[GIVEN ENTRIES Boundary: Start]

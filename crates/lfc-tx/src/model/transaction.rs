//! The transaction record and its inputs/outputs.
//!
//! All three types are immutable once built: fields are private, exposed
//! through accessors, and never reassigned.

use std::fmt;

use crate::cid::TxCid;
use crate::codec::primitives::Writer;
use crate::codec::record::encode_record;
use crate::codec::transaction::{decode_transaction_with_schema, encode_transaction};
use crate::error::{DecodeError, EncodeError};
use crate::limits::ABSENCE_MARKER;
use crate::model::Node;
use crate::schema::{INPUT, INPUT_RECORD, OUTPUT, OUTPUT_RECORD, SchemaVersion, TX_RECORD};

/// Spends an earlier output.
#[derive(Debug, Clone, PartialEq, Eq, Hash)]
pub struct Input {
    index: u64,
    tx: String,
    amount: u64,
    address: String,
    signature: String,
}

impl Input {
    pub fn new(
        index: u64,
        tx: impl Into<String>,
        amount: u64,
        address: impl Into<String>,
        signature: impl Into<String>,
    ) -> Self {
        Self {
            index,
            tx: tx.into(),
            amount,
            address: address.into(),
            signature: signature.into(),
        }
    }

    /// Index of the spent output within its transaction.
    pub fn index(&self) -> u64 {
        self.index
    }

    /// Id of the transaction holding the spent output.
    pub fn tx(&self) -> &str {
        &self.tx
    }

    pub fn amount(&self) -> u64 {
        self.amount
    }

    pub fn address(&self) -> &str {
        &self.address
    }

    /// Hex-encoded signature over the input.
    pub fn signature(&self) -> &str {
        &self.signature
    }

    pub fn to_node(&self) -> Node {
        Node::record(INPUT_RECORD)
            .with_field("index", self.index.into())
            .with_field("tx", self.tx.as_str().into())
            .with_field("amount", self.amount.into())
            .with_field("address", self.address.as_str().into())
            .with_field("signature", self.signature.as_str().into())
    }

    pub(crate) fn from_node(node: &Node) -> Result<Self, DecodeError> {
        Ok(Self {
            index: required_u64(node, INPUT_RECORD, "index")?,
            tx: required_str(node, INPUT_RECORD, "tx")?,
            amount: required_u64(node, INPUT_RECORD, "amount")?,
            address: required_str(node, INPUT_RECORD, "address")?,
            signature: required_str(node, INPUT_RECORD, "signature")?,
        })
    }

    /// Encoded length of this input as a standalone record.
    pub fn size(&self) -> Result<usize, EncodeError> {
        let mut writer = Writer::new();
        encode_record(&mut writer, &self.to_node(), &INPUT)?;
        Ok(writer.len())
    }
}

impl fmt::Display for Input {
    fn fmt(&self, f: &mut fmt::Formatter<'_>) -> fmt::Result {
        write!(
            f,
            "LFCInput <tx: \"{}\", index: \"{}\", amount: \"{}\", address: \"{}\", signature: \"{}\", ",
            self.tx,
            self.index,
            self.amount,
            self.address,
            self.signature,
        )?;
        write_size(f, self.size())
    }
}

/// Credits an amount to an address.
#[derive(Debug, Clone, PartialEq, Eq, Hash)]
pub struct Output {
    index: u64,
    amount: u64,
    address: String,
}

impl Output {
    pub fn new(index: u64, amount: u64, address: impl Into<String>) -> Self {
        Self {
            index,
            amount,
            address: address.into(),
        }
    }

    pub fn index(&self) -> u64 {
        self.index
    }

    pub fn amount(&self) -> u64 {
        self.amount
    }

    pub fn address(&self) -> &str {
        &self.address
    }

    pub fn to_node(&self) -> Node {
        Node::record(OUTPUT_RECORD)
            .with_field("index", self.index.into())
            .with_field("amount", self.amount.into())
            .with_field("address", self.address.as_str().into())
    }

    pub(crate) fn from_node(node: &Node) -> Result<Self, DecodeError> {
        Ok(Self {
            index: required_u64(node, OUTPUT_RECORD, "index")?,
            amount: required_u64(node, OUTPUT_RECORD, "amount")?,
            address: required_str(node, OUTPUT_RECORD, "address")?,
        })
    }

    /// Encoded length of this output as a standalone record.
    pub fn size(&self) -> Result<usize, EncodeError> {
        let mut writer = Writer::new();
        encode_record(&mut writer, &self.to_node(), &OUTPUT)?;
        Ok(writer.len())
    }
}

impl fmt::Display for Output {
    fn fmt(&self, f: &mut fmt::Formatter<'_>) -> fmt::Result {
        write!(
            f,
            "LFCOutput <index: \"{}\", amount: \"{}\", address: \"{}\", ",
            self.index,
            self.amount,
            self.address,
        )?;
        write_size(f, self.size())
    }
}

/// A Leofcoin transaction (`LFCTx`).
///
/// Built through [`TransactionBuilder`](crate::model::TransactionBuilder),
/// from a plain field map ([`Transaction::from_fields`]), or by decoding
/// bytes. The schema version it was built for travels with it and decides
/// how it encodes.
#[derive(Debug, Clone, PartialEq, Eq, Hash)]
pub struct Transaction {
    schema: SchemaVersion,
    id: String,
    time: u64,
    reward: Option<String>,
    script: Option<String>,
    inputs: Vec<Input>,
    outputs: Vec<Output>,
}

impl Transaction {
    pub(crate) fn from_parts(
        schema: SchemaVersion,
        id: String,
        time: u64,
        reward: Option<String>,
        script: Option<String>,
        inputs: Vec<Input>,
        outputs: Vec<Output>,
    ) -> Self {
        Self {
            schema,
            id,
            time,
            reward,
            script,
            inputs,
            outputs,
        }
    }

    /// Decodes a transaction encoded with the default schema.
    pub fn decode(bytes: &[u8]) -> Result<Self, DecodeError> {
        Self::decode_with_schema(bytes, SchemaVersion::default())
    }

    /// Decodes a transaction encoded with `schema`.
    pub fn decode_with_schema(bytes: &[u8], schema: SchemaVersion) -> Result<Self, DecodeError> {
        decode_transaction_with_schema(bytes, schema)
    }

    pub fn schema(&self) -> SchemaVersion {
        self.schema
    }

    /// Hex-encoded hash identifying the transaction.
    pub fn id(&self) -> &str {
        &self.id
    }

    /// Creation timestamp.
    pub fn time(&self) -> u64 {
        self.time
    }

    /// `"mined"`, `"minted"`, `"0x"`, or `None` when the schema allows it.
    pub fn reward(&self) -> Option<&str> {
        self.reward.as_deref()
    }

    pub fn script(&self) -> Option<&str> {
        self.script.as_deref()
    }

    pub fn inputs(&self) -> &[Input] {
        &self.inputs
    }

    pub fn outputs(&self) -> &[Output] {
        &self.outputs
    }

    /// Canonical bytes of this transaction.
    pub fn serialize(&self) -> Result<Vec<u8>, EncodeError> {
        encode_transaction(self)
    }

    /// Length of the canonical bytes.
    pub fn size(&self) -> Result<usize, EncodeError> {
        self.serialize().map(|bytes| bytes.len())
    }

    /// Content identifier of the canonical bytes.
    pub fn cid(&self) -> Result<TxCid, EncodeError> {
        self.serialize().map(|bytes| TxCid::new(&bytes))
    }

    /// Dynamic view used by the resolver and tree walker.
    ///
    /// Unset optional fields are left out.
    pub fn to_node(&self) -> Node {
        let mut node = Node::record(TX_RECORD)
            .with_field("id", self.id.as_str().into())
            .with_field("time", self.time.into());
        if let Some(reward) = &self.reward {
            node = node.with_field("reward", reward.as_str().into());
        }
        if let Some(script) = &self.script {
            node = node.with_field("script", script.as_str().into());
        }
        node.with_field(
            "inputs",
            Node::List(self.inputs.iter().map(Input::to_node).collect()),
        )
        .with_field(
            "outputs",
            Node::List(self.outputs.iter().map(Output::to_node).collect()),
        )
    }

    /// Rebuilds a transaction from a decoded record node.
    pub fn from_node(node: &Node, schema: SchemaVersion) -> Result<Self, DecodeError> {
        let reward = optional_str(node, TX_RECORD, "reward")?;
        let script = optional_str(node, TX_RECORD, "script")?;
        Ok(Self {
            schema,
            id: required_str(node, TX_RECORD, "id")?,
            time: required_u64(node, TX_RECORD, "time")?,
            reward,
            script,
            inputs: list(node, "inputs")?
                .iter()
                .map(Input::from_node)
                .collect::<Result<_, _>>()?,
            outputs: list(node, "outputs")?
                .iter()
                .map(Output::from_node)
                .collect::<Result<_, _>>()?,
        })
    }

    /// Plain field-map projection.
    ///
    /// `inputs` is always an array, and unset `reward`/`script` show up as
    /// `"0x"`, so the shape does not depend on what the source carried.
    pub fn to_json(&self) -> serde_json::Value {
        let inputs: Vec<serde_json::Value> = self
            .inputs
            .iter()
            .map(|input| {
                serde_json::json!({
                    "index": input.index,
                    "tx": input.tx,
                    "amount": input.amount,
                    "address": input.address,
                    "signature": input.signature,
                })
            })
            .collect();
        let outputs: Vec<serde_json::Value> = self
            .outputs
            .iter()
            .map(|output| {
                serde_json::json!({
                    "index": output.index,
                    "amount": output.amount,
                    "address": output.address,
                })
            })
            .collect();

        serde_json::json!({
            "id": self.id,
            "time": self.time,
            "reward": self.reward.as_deref().unwrap_or(ABSENCE_MARKER),
            "inputs": inputs,
            "outputs": outputs,
            "script": self.script.as_deref().unwrap_or(ABSENCE_MARKER),
        })
    }
}

impl fmt::Display for Transaction {
    fn fmt(&self, f: &mut fmt::Formatter<'_>) -> fmt::Result {
        write!(f, "LFCTx <id: \"{}\", time: \"{}\", ", self.id, self.time)?;
        if let Some(reward) = &self.reward {
            write!(f, "reward: \"{}\", ", reward)?;
        }
        write!(
            f,
            "inputs: \"{}\", outputs: \"{}\"",
            self.inputs.len(),
            self.outputs.len()
        )?;
        if let Some(script) = &self.script {
            write!(f, ", script: {}", script)?;
        }
        write!(f, ", ")?;
        write_size(f, self.size())
    }
}

/// Closes a `Display` line with the encoded size, or `?` when the value
/// does not encode.
fn write_size(f: &mut fmt::Formatter<'_>, size: Result<usize, EncodeError>) -> fmt::Result {
    match size {
        Ok(size) => write!(f, "size: {}>", size),
        Err(_) => write!(f, "size: ?>"),
    }
}

fn required_str(node: &Node, record: &'static str, field: &'static str) -> Result<String, DecodeError> {
    match node.get(field) {
        Some(Node::String(s)) => Ok(s.clone()),
        Some(_) => Err(DecodeError::MalformedEncoding { context: field }),
        None => Err(DecodeError::MissingRequiredField { record, field }),
    }
}

fn optional_str(
    node: &Node,
    record: &'static str,
    field: &'static str,
) -> Result<Option<String>, DecodeError> {
    match node.get(field) {
        None | Some(Node::Null) => Ok(None),
        Some(_) => required_str(node, record, field).map(Some),
    }
}

fn required_u64(node: &Node, record: &'static str, field: &'static str) -> Result<u64, DecodeError> {
    match node.get(field) {
        Some(Node::Integer(n)) => Ok(*n),
        Some(_) => Err(DecodeError::MalformedEncoding { context: field }),
        None => Err(DecodeError::MissingRequiredField { record, field }),
    }
}

fn list<'a>(node: &'a Node, field: &'static str) -> Result<&'a [Node], DecodeError> {
    match node.get(field) {
        Some(Node::List(items)) => Ok(items),
        None | Some(Node::Null) => Ok(&[]),
        Some(_) => Err(DecodeError::MalformedEncoding { context: field }),
    }
}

[GIVEN ENTRIES Boundary: End]

■ **WHAT THE EXERCISE ASKS**
Check each line of the material for the word "TxCid". Copy the ones that have it.

■ **ANSWER AREA**
use crate::cid::TxCid;
    pub fn cid(&self) -> Result<TxCid, EncodeError> {
        self.serialize().map(|bytes| TxCid::new(&bytes))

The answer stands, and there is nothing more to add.